**TASK BRIEF:** From the entries that follow, list every line in which the string "width" appears.

SOURCE RECORDS START

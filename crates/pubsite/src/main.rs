//! pubsite CLI - markdown micro-sites published from GitHub.
//!
//! Provides commands for:
//! - `serve`: Start the site server
//! - `sites list|create|delete`: Manage the site registry
//! - `preview`: Render one page to stdout without starting a server

mod commands;
mod error;
mod output;

use clap::{Parser, Subcommand};
use tracing_subscriber::EnvFilter;

use commands::{PreviewArgs, ServeArgs, SitesCommand};
use error::CliError;
use output::Output;

/// pubsite - markdown micro-sites published from GitHub.
#[derive(Parser)]
#[command(name = "pubsite", version, about)]
struct Cli {
    #[command(subcommand)]
    command: Commands,
}

#[derive(Subcommand)]
enum Commands {
    /// Start the site server.
    Serve(ServeArgs),
    /// Site registry commands.
    #[command(subcommand)]
    Sites(SitesCommand),
    /// Render a page as the server would and write it to stdout.
    Preview(PreviewArgs),
}

fn main() {
    let cli = Cli::parse();
    let output = Output::new();

    // --verbose enables INFO level, otherwise use RUST_LOG
    let verbose = matches!(&cli.command, Commands::Serve(args) if args.verbose);
    let filter = if verbose {
        EnvFilter::new("info")
    } else {
        EnvFilter::from_default_env()
    };
    tracing_subscriber::fmt()
        .with_env_filter(filter)
        .with_writer(std::io::stderr)
        .init();

    let result = tokio::runtime::Runtime::new()
        .map_err(CliError::from)
        .and_then(|rt| {
            rt.block_on(async {
                match cli.command {
                    Commands::Serve(args) => args.execute().await,
                    Commands::Sites(cmd) => cmd.execute().await,
                    Commands::Preview(args) => args.execute().await,
                }
            })
        });

    if let Err(err) = result {
        output.error(&format!("Error: {err}"));
        std::process::exit(1);
    }
}

#[cfg(test)]
mod tests {
    use super::*;

    #[test]
    fn test_parse_serve_overrides() {
        let cli = Cli::try_parse_from(["pubsite", "serve", "--port", "8080", "--verbose"]).unwrap();

        assert!(matches!(cli.command, Commands::Serve(args) if args.verbose));
    }

    #[test]
    fn test_parse_sites_create_defaults() {
        let cli = Cli::try_parse_from([
            "pubsite", "sites", "create", "--owner", "3", "--slug", "docs", "--repo", "octo/docs",
        ])
        .unwrap();

        assert!(matches!(cli.command, Commands::Sites(SitesCommand::Create(_))));
    }

    #[test]
    fn test_parse_preview_requires_host() {
        assert!(Cli::try_parse_from(["pubsite", "preview"]).is_err());
        assert!(Cli::try_parse_from(["pubsite", "preview", "docs.example.com"]).is_ok());
    }

    #[test]
    fn test_parse_sites_delete_rejects_non_numeric_id() {
        assert!(Cli::try_parse_from(["pubsite", "sites", "delete", "abc"]).is_err());
    }
}
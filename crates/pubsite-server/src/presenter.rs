//! HTML document for a public site page.

use std::fmt::Write;

use pubsite_registry::Site;
use pubsite_renderer::escape_html;

/// Stylesheet giving rendered markdown sensible defaults.
const PICO_CSS: &str = "https://cdn.jsdelivr.net/npm/@picocss/pico@2/css/pico.min.css";

/// Link target of the footer credit.
const POWERED_BY_URL: &str = "https://internetpublishing.co";

const PAGE_STYLE: &str = "\
body { padding: 2rem; }
main { max-width: 800px; margin: 0 auto; }
.header { border-bottom: 1px solid var(--pico-muted-border-color); padding-bottom: 1rem; margin-bottom: 2rem; }
.footer { margin-top: 3rem; padding-top: 2rem; border-top: 1px solid var(--pico-muted-border-color); text-align: center; color: var(--pico-muted-color); }
pre { overflow-x: auto; }
code { font-size: 0.9em; }
";

/// Wrap a rendered fragment in the public site layout.
///
/// Site metadata is escaped; `html` is trusted and inserted as-is.
pub fn public_site(site: &Site, html: &str) -> String {
    let slug = escape_html(&site.slug);
    let repo = escape_html(&site.github_repo);

    let mut doc = String::with_capacity(html.len() + 2048);
    doc.push_str("<!DOCTYPE html>\n<html lang=\"en\">\n<head>\n");
    doc.push_str("<meta charset=\"utf-8\">\n");
    doc.push_str("<meta name=\"viewport\" content=\"width=device-width, initial-scale=1\">\n");
    let _ = writeln!(doc, "<title>{slug} - {repo}</title>");
    let _ = writeln!(doc, "<link rel=\"stylesheet\" href=\"{PICO_CSS}\">");
    let _ = writeln!(doc, "<style>\n{PAGE_STYLE}</style>");
    doc.push_str("</head>\n<body>\n");

    doc.push_str("<header class=\"header\">\n");
    let _ = writeln!(doc, "<h1>{slug}</h1>");
    let _ = writeln!(
        doc,
        "<p>Published from <a href=\"https://github.com/{repo}\" target=\"_blank\">{repo}</a></p>"
    );
    doc.push_str("</header>\n");

    doc.push_str("<main>\n");
    doc.push_str(html);
    doc.push_str("\n</main>\n");

    doc.push_str("<footer class=\"footer\">\n");
    let _ = writeln!(
        doc,
        "<small>Powered by <a href=\"{POWERED_BY_URL}\">Internet Publishing</a></small>"
    );
    doc.push_str("</footer>\n</body>\n</html>\n");

    doc
}
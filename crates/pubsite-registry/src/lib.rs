//! Site registry for pubsite.
//!
//! Maps subdomain slugs to the repository, branch and subdirectory a site
//! is published from. [`SqliteRegistry`] is the production backend;
//! [`MemoryRegistry`] (behind the `mock` feature) backs unit tests.
//!
//! # Example
//!
//! ```ignore
//! use pubsite_registry::{SiteLookup, SiteRegistry, SqliteRegistry};
//!
//! let registry = SqliteRegistry::connect("sqlite://pubsite.db", 5).await?;
//! match registry.find_by_slug("docs").await {
//!     SiteLookup::Found(site) => println!("{}", site.github_repo),
//!     SiteLookup::NotFound => println!("no such site"),
//!     SiteLookup::Failure(e) => return Err(e.into()),
//! }
//! ```

mod registry;
mod site;
mod sqlite;

#[cfg(any(test, feature = "mock"))]
mod memory;

pub use registry::{RegistryError, SiteLookup, SiteRegistry};
pub use site::{MAX_SLUG_LEN, NewSite, Site, ValidationErrors};
pub use sqlite::SqliteRegistry;

#[cfg(any(test, feature = "mock"))]
pub use memory::MemoryRegistry;
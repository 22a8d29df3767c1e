//! GitHub-flavored markdown rendering for pubsite.
//!
//! [`MarkdownRenderer`] turns raw file bytes into an HTML fragment:
//! tables, strikethrough, task lists, alerts and bare-URL autolinks, with a
//! unique anchor id on every heading. Raw HTML in the source is passed
//! through unchanged.
//!
//! # Example
//!
//! ```
//! use pubsite_renderer::MarkdownRenderer;
//!
//! let renderer = MarkdownRenderer::new();
//! let html = renderer.render(b"## Hello\n\nSee https://example.com").unwrap();
//!
//! assert!(html.contains(r#"<h2 id="hello">Hello</h2>"#));
//! assert!(html.contains(r#"<a href="https://example.com">"#));
//! ```

mod autolink;
mod heading;
mod html;

use pulldown_cmark::{Options, Parser, TextMergeStream};

pub use html::escape_html;

use html::HtmlWriter;

/// Error from [`MarkdownRenderer::render`].
#[derive(Debug, thiserror::Error)]
pub enum RenderError {
    /// Source bytes are not valid UTF-8.
    #[error("markdown source is not valid UTF-8")]
    InvalidUtf8(#[from] std::str::Utf8Error),
}

/// Markdown to HTML renderer.
///
/// Configuration is fixed at construction; rendering takes `&self` and
/// keeps all per-document state local, so one renderer can be shared
/// across threads.
#[derive(Clone, Copy, Debug)]
pub struct MarkdownRenderer {
    gfm: bool,
    autolinks: bool,
}

impl Default for MarkdownRenderer {
    fn default() -> Self {
        Self::new()
    }
}

impl MarkdownRenderer {
    /// Renderer with GFM extensions and autolinks enabled.
    #[must_use]
    pub fn new() -> Self {
        Self {
            gfm: true,
            autolinks: true,
        }
    }

    /// Enable or disable GitHub Flavored Markdown features.
    ///
    /// GFM is enabled by default. When enabled, the parser supports:
    /// - Tables
    /// - Strikethrough (`~~text~~`)
    /// - Task lists (`- [ ] item`)
    /// - Alerts (`> [!NOTE]`)
    #[must_use]
    pub fn with_gfm(mut self, enabled: bool) -> Self {
        self.gfm = enabled;
        self
    }

    /// Enable or disable linking of bare `http(s)://` and `www.` URLs.
    #[must_use]
    pub fn with_autolinks(mut self, enabled: bool) -> Self {
        self.autolinks = enabled;
        self
    }

    /// Parser options for the current configuration.
    #[must_use]
    pub fn parser_options(&self) -> Options {
        if self.gfm {
            Options::ENABLE_TABLES
                | Options::ENABLE_STRIKETHROUGH
                | Options::ENABLE_TASKLISTS
                | Options::ENABLE_GFM
        } else {
            Options::empty()
        }
    }

    /// Render markdown source to an HTML fragment.
    ///
    /// # Errors
    ///
    /// Returns [`RenderError::InvalidUtf8`] when `source` is not UTF-8.
    pub fn render(&self, source: &[u8]) -> Result<String, RenderError> {
        let markdown = std::str::from_utf8(source)?;
        let parser = Parser::new_ext(markdown, self.parser_options());
        let writer = HtmlWriter::new(self.autolinks, markdown.len() * 3 / 2);
        Ok(writer.render(TextMergeStream::new(parser)))
    }
}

SOURCE RECORDS END

**RESPONSE TO THE TASK:**
main { max-width: 800px; margin: 0 auto; }
    doc.push_str("<meta name=\"viewport\" content=\"width=device-width, initial-scale=1\">\n");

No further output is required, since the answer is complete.